_Problem:_ Tell how many lines in these records contain the string "layout", with only the number as the reply.

_Stored data:_
*** Begin section ***

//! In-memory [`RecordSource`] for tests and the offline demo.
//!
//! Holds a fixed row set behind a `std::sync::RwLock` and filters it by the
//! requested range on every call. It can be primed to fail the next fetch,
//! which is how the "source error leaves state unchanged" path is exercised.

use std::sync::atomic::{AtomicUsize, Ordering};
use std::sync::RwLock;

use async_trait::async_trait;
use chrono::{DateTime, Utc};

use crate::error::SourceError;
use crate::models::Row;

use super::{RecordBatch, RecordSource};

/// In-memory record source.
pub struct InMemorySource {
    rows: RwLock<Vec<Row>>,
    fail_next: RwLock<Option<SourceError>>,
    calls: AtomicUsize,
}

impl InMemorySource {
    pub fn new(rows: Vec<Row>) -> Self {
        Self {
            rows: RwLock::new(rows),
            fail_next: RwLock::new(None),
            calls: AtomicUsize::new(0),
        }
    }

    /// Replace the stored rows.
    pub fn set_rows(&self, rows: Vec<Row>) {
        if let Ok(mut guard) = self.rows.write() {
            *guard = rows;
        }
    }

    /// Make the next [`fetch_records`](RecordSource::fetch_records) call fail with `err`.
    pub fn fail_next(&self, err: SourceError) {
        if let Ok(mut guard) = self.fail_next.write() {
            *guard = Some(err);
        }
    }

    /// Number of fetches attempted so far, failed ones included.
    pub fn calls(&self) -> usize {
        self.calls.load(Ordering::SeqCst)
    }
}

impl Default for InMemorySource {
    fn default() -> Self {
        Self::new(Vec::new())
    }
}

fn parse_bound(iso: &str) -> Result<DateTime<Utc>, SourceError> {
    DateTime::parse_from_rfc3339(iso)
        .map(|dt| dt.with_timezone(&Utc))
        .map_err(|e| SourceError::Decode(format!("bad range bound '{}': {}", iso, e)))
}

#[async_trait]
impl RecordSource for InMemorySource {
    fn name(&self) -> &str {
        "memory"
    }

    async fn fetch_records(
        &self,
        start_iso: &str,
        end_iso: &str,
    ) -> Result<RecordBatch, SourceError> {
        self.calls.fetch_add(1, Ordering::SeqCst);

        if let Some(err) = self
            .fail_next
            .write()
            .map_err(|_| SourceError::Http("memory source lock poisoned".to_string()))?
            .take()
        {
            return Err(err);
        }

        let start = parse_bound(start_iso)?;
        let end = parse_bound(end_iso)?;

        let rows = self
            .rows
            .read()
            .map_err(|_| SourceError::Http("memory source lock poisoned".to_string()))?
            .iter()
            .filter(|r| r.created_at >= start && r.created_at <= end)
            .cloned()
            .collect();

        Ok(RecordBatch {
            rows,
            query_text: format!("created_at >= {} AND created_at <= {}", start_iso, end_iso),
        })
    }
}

*** End section ***
*** Begin section ***

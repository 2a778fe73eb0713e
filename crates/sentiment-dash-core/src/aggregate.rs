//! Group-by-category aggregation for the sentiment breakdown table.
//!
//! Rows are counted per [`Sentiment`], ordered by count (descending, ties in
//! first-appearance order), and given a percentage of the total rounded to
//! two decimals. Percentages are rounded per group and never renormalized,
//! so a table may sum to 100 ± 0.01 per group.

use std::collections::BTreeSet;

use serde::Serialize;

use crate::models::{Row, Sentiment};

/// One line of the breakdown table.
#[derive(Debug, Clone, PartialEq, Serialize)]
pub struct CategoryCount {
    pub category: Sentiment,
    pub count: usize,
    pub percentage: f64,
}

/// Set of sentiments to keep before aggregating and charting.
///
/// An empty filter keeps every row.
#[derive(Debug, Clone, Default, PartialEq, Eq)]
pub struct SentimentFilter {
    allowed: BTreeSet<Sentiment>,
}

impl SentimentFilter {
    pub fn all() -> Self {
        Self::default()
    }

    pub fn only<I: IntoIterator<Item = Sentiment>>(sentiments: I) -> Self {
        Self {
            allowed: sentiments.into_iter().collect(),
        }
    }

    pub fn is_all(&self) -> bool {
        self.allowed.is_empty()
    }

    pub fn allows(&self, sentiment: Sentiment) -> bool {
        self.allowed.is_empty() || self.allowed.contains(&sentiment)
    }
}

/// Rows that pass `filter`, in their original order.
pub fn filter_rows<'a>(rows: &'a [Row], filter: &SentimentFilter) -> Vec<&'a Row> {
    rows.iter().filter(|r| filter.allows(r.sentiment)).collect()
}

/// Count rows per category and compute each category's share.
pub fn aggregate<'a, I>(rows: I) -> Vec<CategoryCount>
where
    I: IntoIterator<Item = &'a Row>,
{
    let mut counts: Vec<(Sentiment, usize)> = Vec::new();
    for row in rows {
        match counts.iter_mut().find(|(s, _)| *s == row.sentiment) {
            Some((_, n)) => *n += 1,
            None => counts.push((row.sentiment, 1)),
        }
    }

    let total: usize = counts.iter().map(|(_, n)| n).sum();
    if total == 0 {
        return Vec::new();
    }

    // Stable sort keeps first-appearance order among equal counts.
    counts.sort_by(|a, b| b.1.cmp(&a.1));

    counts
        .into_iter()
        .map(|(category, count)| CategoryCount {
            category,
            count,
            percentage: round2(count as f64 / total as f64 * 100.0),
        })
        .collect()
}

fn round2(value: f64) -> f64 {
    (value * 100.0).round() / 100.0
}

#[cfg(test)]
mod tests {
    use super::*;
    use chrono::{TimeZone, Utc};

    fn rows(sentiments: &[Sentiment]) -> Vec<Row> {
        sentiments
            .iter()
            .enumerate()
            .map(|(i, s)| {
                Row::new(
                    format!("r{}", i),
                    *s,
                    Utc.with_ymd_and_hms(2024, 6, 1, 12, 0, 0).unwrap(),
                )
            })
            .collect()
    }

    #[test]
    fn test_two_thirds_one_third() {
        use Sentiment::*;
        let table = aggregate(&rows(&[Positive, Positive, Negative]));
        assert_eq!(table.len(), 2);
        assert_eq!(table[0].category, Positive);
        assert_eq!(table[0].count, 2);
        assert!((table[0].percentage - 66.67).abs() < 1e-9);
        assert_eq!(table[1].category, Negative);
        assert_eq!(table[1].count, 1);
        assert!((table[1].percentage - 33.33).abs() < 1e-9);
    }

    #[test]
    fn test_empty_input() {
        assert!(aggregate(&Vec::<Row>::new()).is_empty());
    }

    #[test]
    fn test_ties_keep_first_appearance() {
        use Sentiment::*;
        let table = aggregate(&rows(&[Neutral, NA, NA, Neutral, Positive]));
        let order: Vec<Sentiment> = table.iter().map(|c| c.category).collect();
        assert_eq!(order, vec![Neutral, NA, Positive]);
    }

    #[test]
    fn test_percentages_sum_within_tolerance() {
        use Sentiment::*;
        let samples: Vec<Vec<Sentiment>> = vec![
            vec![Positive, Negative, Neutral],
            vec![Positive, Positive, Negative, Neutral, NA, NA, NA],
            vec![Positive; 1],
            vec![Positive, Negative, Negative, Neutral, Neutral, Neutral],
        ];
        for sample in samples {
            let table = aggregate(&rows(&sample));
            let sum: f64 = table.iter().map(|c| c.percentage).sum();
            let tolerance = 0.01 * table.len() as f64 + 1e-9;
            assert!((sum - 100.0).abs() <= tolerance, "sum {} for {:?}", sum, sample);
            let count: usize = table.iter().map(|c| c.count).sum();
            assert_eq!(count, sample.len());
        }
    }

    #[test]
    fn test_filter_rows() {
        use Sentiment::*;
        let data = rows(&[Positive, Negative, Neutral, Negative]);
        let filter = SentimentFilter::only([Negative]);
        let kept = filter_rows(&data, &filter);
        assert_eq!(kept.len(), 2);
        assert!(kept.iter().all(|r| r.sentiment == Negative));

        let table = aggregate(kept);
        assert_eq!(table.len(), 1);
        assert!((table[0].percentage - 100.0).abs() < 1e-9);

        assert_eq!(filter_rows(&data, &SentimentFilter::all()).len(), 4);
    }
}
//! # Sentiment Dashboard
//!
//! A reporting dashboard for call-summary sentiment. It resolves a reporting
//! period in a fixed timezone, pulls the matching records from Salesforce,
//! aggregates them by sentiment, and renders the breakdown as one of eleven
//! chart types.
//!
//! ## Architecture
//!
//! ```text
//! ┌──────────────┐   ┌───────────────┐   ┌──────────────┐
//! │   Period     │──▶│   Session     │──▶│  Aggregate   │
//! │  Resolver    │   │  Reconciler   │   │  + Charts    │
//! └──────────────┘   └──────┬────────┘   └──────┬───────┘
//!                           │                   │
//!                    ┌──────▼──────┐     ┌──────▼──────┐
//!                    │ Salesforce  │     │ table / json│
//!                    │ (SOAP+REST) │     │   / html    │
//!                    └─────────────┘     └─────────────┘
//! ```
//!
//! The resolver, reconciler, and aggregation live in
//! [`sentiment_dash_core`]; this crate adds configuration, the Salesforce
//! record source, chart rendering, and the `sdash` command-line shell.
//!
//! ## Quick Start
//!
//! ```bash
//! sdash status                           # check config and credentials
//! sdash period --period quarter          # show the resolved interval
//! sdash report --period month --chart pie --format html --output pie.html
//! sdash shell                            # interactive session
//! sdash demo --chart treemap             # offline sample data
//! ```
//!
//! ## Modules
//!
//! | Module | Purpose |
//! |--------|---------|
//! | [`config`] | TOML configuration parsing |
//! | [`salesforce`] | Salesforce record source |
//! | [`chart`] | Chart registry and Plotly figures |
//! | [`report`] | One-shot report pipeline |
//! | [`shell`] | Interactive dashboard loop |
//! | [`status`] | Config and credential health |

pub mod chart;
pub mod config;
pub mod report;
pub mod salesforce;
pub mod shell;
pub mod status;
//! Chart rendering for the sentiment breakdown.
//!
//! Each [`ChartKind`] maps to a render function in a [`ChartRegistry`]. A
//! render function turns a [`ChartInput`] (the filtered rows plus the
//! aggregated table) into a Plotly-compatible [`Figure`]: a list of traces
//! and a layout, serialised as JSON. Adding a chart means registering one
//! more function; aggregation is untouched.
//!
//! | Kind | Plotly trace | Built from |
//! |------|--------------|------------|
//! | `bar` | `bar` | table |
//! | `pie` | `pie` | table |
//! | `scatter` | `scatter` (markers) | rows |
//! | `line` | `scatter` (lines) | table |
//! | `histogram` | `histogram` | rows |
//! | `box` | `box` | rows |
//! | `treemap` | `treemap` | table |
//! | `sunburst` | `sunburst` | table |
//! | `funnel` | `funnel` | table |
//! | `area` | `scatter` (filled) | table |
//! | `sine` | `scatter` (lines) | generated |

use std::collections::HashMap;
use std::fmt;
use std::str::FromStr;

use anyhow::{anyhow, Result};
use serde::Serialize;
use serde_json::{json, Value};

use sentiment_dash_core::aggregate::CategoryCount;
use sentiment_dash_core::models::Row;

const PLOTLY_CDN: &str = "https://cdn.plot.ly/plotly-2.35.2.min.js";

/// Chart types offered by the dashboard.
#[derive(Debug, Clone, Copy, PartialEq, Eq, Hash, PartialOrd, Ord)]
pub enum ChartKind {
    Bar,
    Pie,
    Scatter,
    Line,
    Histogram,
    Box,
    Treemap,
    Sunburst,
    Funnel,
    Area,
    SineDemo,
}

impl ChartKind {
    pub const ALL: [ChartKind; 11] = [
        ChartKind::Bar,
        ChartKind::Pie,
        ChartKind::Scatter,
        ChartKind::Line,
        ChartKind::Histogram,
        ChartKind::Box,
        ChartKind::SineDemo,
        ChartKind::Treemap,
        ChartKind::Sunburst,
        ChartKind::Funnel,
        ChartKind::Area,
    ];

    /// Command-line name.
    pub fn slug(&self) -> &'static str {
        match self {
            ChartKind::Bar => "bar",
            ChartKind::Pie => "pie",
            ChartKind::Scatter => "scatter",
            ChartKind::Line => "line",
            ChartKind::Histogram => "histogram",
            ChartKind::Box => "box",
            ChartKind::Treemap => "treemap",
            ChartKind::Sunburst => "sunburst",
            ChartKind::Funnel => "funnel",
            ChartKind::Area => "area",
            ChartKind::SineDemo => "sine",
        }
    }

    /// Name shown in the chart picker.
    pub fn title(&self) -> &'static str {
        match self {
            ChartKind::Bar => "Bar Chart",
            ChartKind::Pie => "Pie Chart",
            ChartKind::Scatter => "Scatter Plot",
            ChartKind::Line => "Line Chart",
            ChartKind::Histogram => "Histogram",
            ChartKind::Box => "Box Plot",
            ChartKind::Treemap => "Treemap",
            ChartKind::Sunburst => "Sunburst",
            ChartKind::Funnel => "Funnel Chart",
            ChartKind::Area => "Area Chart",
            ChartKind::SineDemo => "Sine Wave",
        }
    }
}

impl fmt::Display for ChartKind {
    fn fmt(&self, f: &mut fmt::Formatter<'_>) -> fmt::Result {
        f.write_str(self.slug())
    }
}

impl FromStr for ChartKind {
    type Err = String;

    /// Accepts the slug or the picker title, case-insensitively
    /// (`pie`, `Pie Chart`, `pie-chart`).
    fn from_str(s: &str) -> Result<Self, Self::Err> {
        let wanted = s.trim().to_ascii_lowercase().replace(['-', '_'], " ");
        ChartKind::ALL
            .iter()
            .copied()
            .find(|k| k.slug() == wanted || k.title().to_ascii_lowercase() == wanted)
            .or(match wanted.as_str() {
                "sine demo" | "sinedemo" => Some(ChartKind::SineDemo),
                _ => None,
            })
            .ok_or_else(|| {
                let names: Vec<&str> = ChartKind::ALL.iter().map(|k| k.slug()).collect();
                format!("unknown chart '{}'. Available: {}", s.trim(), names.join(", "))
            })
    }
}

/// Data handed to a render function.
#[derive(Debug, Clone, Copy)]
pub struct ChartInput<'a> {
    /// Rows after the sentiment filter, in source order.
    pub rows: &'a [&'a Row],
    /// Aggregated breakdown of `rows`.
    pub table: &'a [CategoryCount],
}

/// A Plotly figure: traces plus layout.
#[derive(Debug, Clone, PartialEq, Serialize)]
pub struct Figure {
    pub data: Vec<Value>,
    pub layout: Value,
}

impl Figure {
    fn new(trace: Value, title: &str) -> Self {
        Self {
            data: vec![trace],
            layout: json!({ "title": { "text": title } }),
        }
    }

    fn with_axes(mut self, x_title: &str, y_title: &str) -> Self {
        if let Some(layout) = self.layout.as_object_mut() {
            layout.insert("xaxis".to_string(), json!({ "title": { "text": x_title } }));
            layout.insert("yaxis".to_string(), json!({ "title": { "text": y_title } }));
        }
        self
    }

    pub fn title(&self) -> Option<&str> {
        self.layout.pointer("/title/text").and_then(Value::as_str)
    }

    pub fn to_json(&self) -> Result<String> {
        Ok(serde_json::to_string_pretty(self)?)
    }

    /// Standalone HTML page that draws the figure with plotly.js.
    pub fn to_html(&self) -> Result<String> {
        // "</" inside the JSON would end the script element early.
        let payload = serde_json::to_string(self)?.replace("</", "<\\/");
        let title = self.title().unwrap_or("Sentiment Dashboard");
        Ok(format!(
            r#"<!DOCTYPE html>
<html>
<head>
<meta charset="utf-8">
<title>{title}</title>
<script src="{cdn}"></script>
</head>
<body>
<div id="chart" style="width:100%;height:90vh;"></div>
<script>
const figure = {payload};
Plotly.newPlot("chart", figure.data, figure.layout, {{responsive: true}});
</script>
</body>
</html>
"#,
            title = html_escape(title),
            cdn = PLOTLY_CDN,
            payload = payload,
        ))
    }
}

*** End section ***

_The answer:_ 9